Speaking at the Global Nobel Laureates Assembly in Castel Gandolfo, ICAN Executive Director Melissa Parke warns that artificial intelligence is increasing the risks posed by nuclear weapons and calls for a renewed commitment to dialogue, disarmament, and international law.

By Francesca Merlo

As conflicts multiply and nuclear rhetoric returns to international politics, Melissa Parke, Executive Director of the International Campaign to Abolish Nuclear Weapons (ICAN), is urging world leaders to reject deterrence in favour of dialogue, diplomacy and disarmament.

Speaking to Vatican News on the sidelines of the Global Nobel Laureates Assembly on Artificial Intelligence and Nuclear War at the Borgo Laudato Si' in Castel Gandolfo, Parke challenges the very premise of nuclear deterrence, arguing that lasting peace cannot be built on the threat of mass destruction.


"I think it's inherent in the word deterrence, which has as its root the word 'terror'," she says. "Is that the way we want to live? Do we want to live in a war-shaped world? Or do we want to live in a world that's about love, cooperation and getting on with each other? Because that is the true basis of humanity, I think."

Parke argues that recent conflicts have shown the limits of deterrence as a security strategy. Pointing to the wars in Ukraine and Iran, she says nuclear weapons "have not delivered peace" and "haven't prevented war."

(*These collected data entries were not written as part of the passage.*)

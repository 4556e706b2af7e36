//! Compiled tween records and their interpolators.

use crate::animation::ease::EaseCurve;
use crate::animation::lerp::Lerp;
use crate::compile::property::PropertyKind;
use crate::foundation::core::Anchor;
use crate::paint::color::ColorDef;
use crate::paint::gradient::{GradientData, GradientKind};
use crate::path::morph::PathMorph;
use crate::path::outline::PathOutline;
use crate::scene::element::{ElementId, Scene};

/// Where an effect property writes: `filter_property` of the element matched by
/// `filter_selector` inside the element matched by `effect_selector`.
#[derive(Clone, Debug, PartialEq, Eq)]
pub struct EffectTarget {
    /// Effect element selector.
    pub effect_selector: String,
    /// Primitive selector within the effect element.
    pub filter_selector: String,
    /// Attribute written on the primitive.
    pub filter_property: String,
}

impl EffectTarget {
    /// Element that receives the attribute, if both selectors resolve.
    pub fn resolve<S: Scene + ?Sized>(&self, scene: &S) -> Option<ElementId> {
        let effect = scene.select(&self.effect_selector).into_iter().next()?;
        scene.find_within(&effect, &self.filter_selector)
    }
}

/// Value produced by an [`Interpolator`] for one progress value.
#[derive(Clone, Debug, PartialEq)]
pub enum TweenValue {
    /// Scalar.
    Number(f64),
    /// Transform origin.
    Anchor(Anchor),
    /// Solid color.
    Color(ColorDef),
    /// Gradient.
    Gradient(GradientData),
    /// Outline data.
    Outline(PathOutline),
    /// Non-interpolatable value.
    Text(String),
}

/// Progress-to-value function of one tween.
#[derive(Clone, Debug, PartialEq)]
pub enum Interpolator {
    /// Scalar transform component, number attribute, size, or followed-path length.
    Number {
        /// Value at progress 0.
        from: f64,
        /// Value at progress 1.
        to: f64,
    },
    /// Anchor fractions.
    Anchor {
        /// Anchor at progress 0.
        from: Anchor,
        /// Anchor at progress 1.
        to: Anchor,
    },
    /// Solid colors, channel-wise.
    Color {
        /// Color at progress 0.
        from: ColorDef,
        /// Color at progress 1.
        to: ColorDef,
    },
    /// Gradients as equal-length flat arrays.
    Gradient {
        /// Geometry of the result.
        kind: GradientKind,
        /// Flat array at progress 0.
        from: Vec<f64>,
        /// Flat array at progress 1.
        to: Vec<f64>,
    },
    /// Outline morph.
    Morph(Box<PathMorph>),
    /// Values that cannot be blended: `from` until progress 1, then `to`.
    Discrete {
        /// Value before completion.
        from: String,
        /// Value at completion.
        to: String,
    },
}

impl Interpolator {
    /// Evaluate at (already eased) progress `t`.
    pub fn at(&self, t: f64) -> TweenValue {
        match self {
            Self::Number { from, to } => TweenValue::Number(<f64 as Lerp>::lerp(from, to, t)),
            Self::Anchor { from, to } => TweenValue::Anchor(Anchor::lerp(from, to, t)),
            Self::Color { from, to } => TweenValue::Color(ColorDef::lerp(from, to, t)),
            Self::Gradient { kind, from, to } => {
                TweenValue::Gradient(GradientData::from_flat(*kind, &Vec::lerp(from, to, t)))
            }
            Self::Morph(m) => TweenValue::Outline(m.at(t)),
            Self::Discrete { from, to } => {
                TweenValue::Text(if t >= 1.0 { to.clone() } else { from.clone() })
            }
        }
    }
}

/// Extra data some property kinds carry into rendering.
#[derive(Clone, Debug, PartialEq)]
pub enum TweenSide {
    /// Nothing beyond the interpolated value.
    None,
    /// `followPath`: the followed element and placement flags.
    FollowPath {
        /// Followed element.
        path: ElementId,
        /// Center the target on the path point.
        centered: bool,
        /// Orient the target along the path tangent.
        rotated: bool,
    },
    /// `strokeDashoffset`: outline length measured at compile time.
    DashLength(f64),
    /// Effect properties.
    Effect(EffectTarget),
}

/// One compiled tween: a property step of one target.
#[derive(Clone, Debug, PartialEq)]
pub struct TweenRecord {
    /// Animated element.
    pub target: ElementId,
    /// Property name as written.
    pub property: String,
    /// Resolved property kind.
    pub kind: PropertyKind,
    /// Value function.
    pub interpolator: Interpolator,
    /// Easing applied to local progress.
    pub easing: EaseCurve,
    /// Absolute start delay (ms), including the timeline delay.
    pub delay: f64,
    /// Duration (ms).
    pub duration: f64,
    /// Whether the delay came from a stagger schedule.
    pub staggered: bool,
    /// Kind-specific data.
    pub side: TweenSide,
}

impl TweenRecord {
    /// Delay in effect; a full reset starts staggered records immediately.
    pub fn effective_delay(&self, full_reset: bool) -> f64 {
        if full_reset && self.staggered {
            0.0
        } else {
            self.delay
        }
    }

    /// Local progress at `elapsed`, clamped to `[0, 1]`.
    pub fn local_progress(&self, elapsed: f64, full_reset: bool) -> f64 {
        let delay = self.effective_delay(full_reset);
        ((elapsed - delay) / self.duration.max(1.0)).clamp(0.0, 1.0)
    }

    /// End time (ms) on the timeline.
    pub fn end(&self) -> f64 {
        self.delay + self.duration
    }

    /// Eased value at `elapsed`.
    pub fn value_at(&self, elapsed: f64, full_reset: bool) -> TweenValue {
        let t = self.local_progress(elapsed, full_reset);
        self.interpolator.at(self.easing.apply(t))
    }
}

#[cfg(test)]
#[path = "../../tests/unit/compile/tween.rs"]
mod tests;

"They have been strategically irrelevant, extremely dangerous and extremely expensive, but strategically irrelevant," she says. Yet, she warns, they continue to "sit in the background and create an existential threat to humanity for every moment they continue to exist."

A growing nuclear threat

According to Parke, the current global security climate is characterised by "an absolute lack of trust", with conflicts involving nuclear-armed states unfolding alongside the breakdown of arms control agreements, renewed nuclear threats and a new nuclear arms race.

"What we're seeing is this very sky-high risk of the use of nuclear weapons," she says, warning that the integration of artificial intelligence into military systems is exacerbating that danger. Rather than continuing down a path of militarisation, she calls for "a new way of thinking" based on "dialogue rather than confrontation, diplomacy rather than militarisation, and disarmament rather than proliferation."

Putting humanity at the centre

Reflecting on today's conflicts, including the wars in Ukraine and Iran, Parke says civilians are increasingly bearing the brunt of violence, with attacks on civilian infrastructure and the very means people depend on to survive becoming more common.

She also warns that modern warfare increasingly involves "using rape as a method of war." At the same time, she notes that social media and instant communications have made the realities of conflict more visible than ever before, allowing people around the world to witness the human cost of war as it unfolds.

"The lesson of what we're seeing is that we must do everything we can to prevent it," she says.

With this reality in mind, Parke describes the Global Nobel Laureates Assembly in Castel Gandolfo as an opportunity to place "humanity at the centre" by bringing together Nobel laureates, scientists, faith leaders and civil society representatives in search of alternatives to confrontation. She argues that the discussions reflect the need for ethical leadership alongside political and scientific expertise in addressing today's global security challenges.

A moral frontier

For Parke, the campaign to abolish nuclear weapons and address the risks posed by artificial intelligence is not simply a political or security issue, but fundamentally a moral one.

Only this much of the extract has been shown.